To do: Go through the entries below, count every line with the string "error", and answer with only that number.

Data for processing:
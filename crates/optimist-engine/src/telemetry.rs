//! Mutation lifecycle events.
//!
//! Every mutation emits one event per phase transition. Sinks are
//! infallible, so telemetry can never affect the outcome of a mutation.

use std::fmt;

use optimist_core::{CacheKey, Domain};
use parking_lot::Mutex;
use serde::Serialize;
use tracing::{info, warn};

/// Kind of a mutation.
#[derive(Debug, Clone, Copy, PartialEq, Eq, Hash, Serialize)]
#[serde(rename_all = "snake_case")]
pub enum MutationKind {
    Create,
    Update,
    Delete,
    ChangeStatus,
    Bulk,
}

impl MutationKind {
    /// Returns the label used in logs and metrics.
    pub fn as_str(&self) -> &'static str {
        match self {
            Self::Create => "create",
            Self::Update => "update",
            Self::Delete => "delete",
            Self::ChangeStatus => "change_status",
            Self::Bulk => "bulk",
        }
    }
}

impl fmt::Display for MutationKind {
    fn fmt(&self, f: &mut fmt::Formatter<'_>) -> fmt::Result {
        f.write_str(self.as_str())
    }
}

/// Observable phase of a mutation.
#[derive(Debug, Clone, Copy, PartialEq, Eq, Hash, Serialize)]
#[serde(rename_all = "snake_case")]
pub enum MutationPhase {
    OptimisticApplied,
    Committed,
    RolledBack,
}

impl MutationPhase {
    pub fn as_str(&self) -> &'static str {
        match self {
            Self::OptimisticApplied => "optimistic_applied",
            Self::Committed => "committed",
            Self::RolledBack => "rolled_back",
        }
    }
}

/// A mutation phase transition.
#[derive(Debug, Clone, PartialEq, Serialize)]
pub struct MutationEvent {
    pub mutation_id: u64,
    pub kind: MutationKind,
    pub entity_type: Domain,
    pub phase: MutationPhase,
    /// Keys patched by the optimistic step.
    pub keys: Vec<CacheKey>,
    /// Remote error message, set on `RolledBack`.
    pub error: Option<String>,
}

/// Destination of mutation events.
pub trait TelemetrySink: Send + Sync {
    fn emit(&self, event: &MutationEvent);
}

/// Sink que escribe los eventos como logs de tracing.
#[derive(Debug, Clone, Copy, Default)]
pub struct TracingSink;

impl TelemetrySink for TracingSink {
    fn emit(&self, event: &MutationEvent) {
        match event.phase {
            MutationPhase::RolledBack => warn!(
                mutation_id = event.mutation_id,
                kind = %event.kind,
                entity_type = %event.entity_type,
                keys = event.keys.len(),
                error = event.error.as_deref().unwrap_or(""),
                "Mutation rolled back"
            ),
            phase => info!(
                mutation_id = event.mutation_id,
                kind = %event.kind,
                entity_type = %event.entity_type,
                phase = phase.as_str(),
                keys = event.keys.len(),
                "Mutation transition"
            ),
        }
    }
}

/// Sink que guarda los eventos en memoria (tests, debugging).
#[derive(Debug, Default)]
pub struct RecordingSink {
    events: Mutex<Vec<MutationEvent>>,
}

impl RecordingSink {
    pub fn new() -> Self {
        Self::default()
    }

    /// Returns a copy of every event received so far.
    pub fn events(&self) -> Vec<MutationEvent> {
        self.events.lock().clone()
    }

    /// Returns the phases received so far, in order.
    pub fn phases(&self) -> Vec<MutationPhase> {
        self.events.lock().iter().map(|e| e.phase).collect()
    }
}

impl TelemetrySink for RecordingSink {
    fn emit(&self, event: &MutationEvent) {
        self.events.lock().push(event.clone());
    }
}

Result for this task: 3